Weekend Argus (Saturday Edition)

A really chilled festival

- Christina Barron

IF YOU live in northeaste­rn China, you expect long, cold winters. The residents of Harbin don’t just tolerate the cold, they embrace it.

The city of 10 million is home to the Harbin Internatio­nal Ice and Snow Sculpture Festival, which claims to be the largest ice festival in the world. Even with temperatur­es typically close to zero, crowds of people head to city parks to see giant ice sculptures, many bathed in coloured lights.

The 34th festival features several thousand sculptures, some depicting famous buildings or monuments. This year’s display includes one of Red Square, a landmark in the Russian capital of Moscow.

It takes about 10 000 workers to build the sculptures, which are made of snow and ice blocks from the nearby Songhua River.

Visitors can climb ice stairways, walk through ice tunnels and shoot down ice slides. They can also take part in sporting events, including hockey, skating and even ice swimming.

The city started its icy event in 1963 with the Ice Lantern Garden Party, a celebratio­n of the tradition of creating lanterns out of hollowed-out blocks of ice. The larger festival began in 1985 and added sculptures, which have grown in number and size over the years.

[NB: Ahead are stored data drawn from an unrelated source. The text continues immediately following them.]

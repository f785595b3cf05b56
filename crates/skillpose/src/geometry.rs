//! 2D geometric primitives shared by feature extraction and scoring.
//!
//! All angles are in degrees. Degenerate inputs resolve to defined values
//! (0° angles, zero closeness) instead of NaN so downstream scoring never
//! has to branch on validity.

use crate::landmark::Landmark;

/// Length floor below which a ray is treated as degenerate.
const DEGENERATE_RAY_LEN: f64 = 1e-6;

/// Clamp to [0, 1].
pub(crate) fn clamp01(x: f64) -> f64 {
    x.clamp(0.0, 1.0)
}

/// Euclidean distance on (x, y); z is ignored.
pub(crate) fn dist2d(a: &Landmark, b: &Landmark) -> f64 {
    let dx = a.x - b.x;
    let dy = a.y - b.y;
    (dx * dx + dy * dy).sqrt()
}

/// Unsigned angle in degrees at `vertex` between rays vertex→a and
/// vertex→c, computed as `atan2(|cross|, dot)` for stability near 0°/180°.
///
/// Returns exactly 0.0 when either ray is shorter than 1e-6.
pub(crate) fn angle_at(vertex: &Landmark, a: &Landmark, c: &Landmark) -> f64 {
    let (ux, uy) = (a.x - vertex.x, a.y - vertex.y);
    let (vx, vy) = (c.x - vertex.x, c.y - vertex.y);

    let nu = (ux * ux + uy * uy).sqrt();
    let nv = (vx * vx + vy * vy).sqrt();
    if nu < DEGENERATE_RAY_LEN || nv < DEGENERATE_RAY_LEN {
        return 0.0;
    }

    let dot = ux * vx + uy * vy;
    let cross = ux * vy - uy * vx;
    cross.abs().atan2(dot).to_degrees()
}

/// Signed angle in degrees, range (-180, 180], of the vector a→b relative
/// to the +x axis.
pub(crate) fn line_angle(a: &Landmark, b: &Landmark) -> f64 {
    (b.y - a.y).atan2(b.x - a.x).to_degrees()
}

/// Triangular fuzzy membership: 1 at `value == target`, falling linearly
/// to 0 at `|value - target| >= tol`. Returns 0 for non-positive `tol`.
pub(crate) fn closeness(target: f64, value: f64, tol: f64) -> f64 {
    if tol <= 0.0 {
        return 0.0;
    }
    clamp01(1.0 - (value - target).abs() / tol)
}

The city holds the Guinness World Record for the largest snow sculpture, a 200m-long and 35m-tall landscape created at the 2007 festival.

As it has grown, the festival has become popular outside the region. Hundreds of thousands of visitors attend each year.

The festival runs till the end of the month or, if Mother Nature doesn’t co-operate, until the sculptures melt. – Washington Post.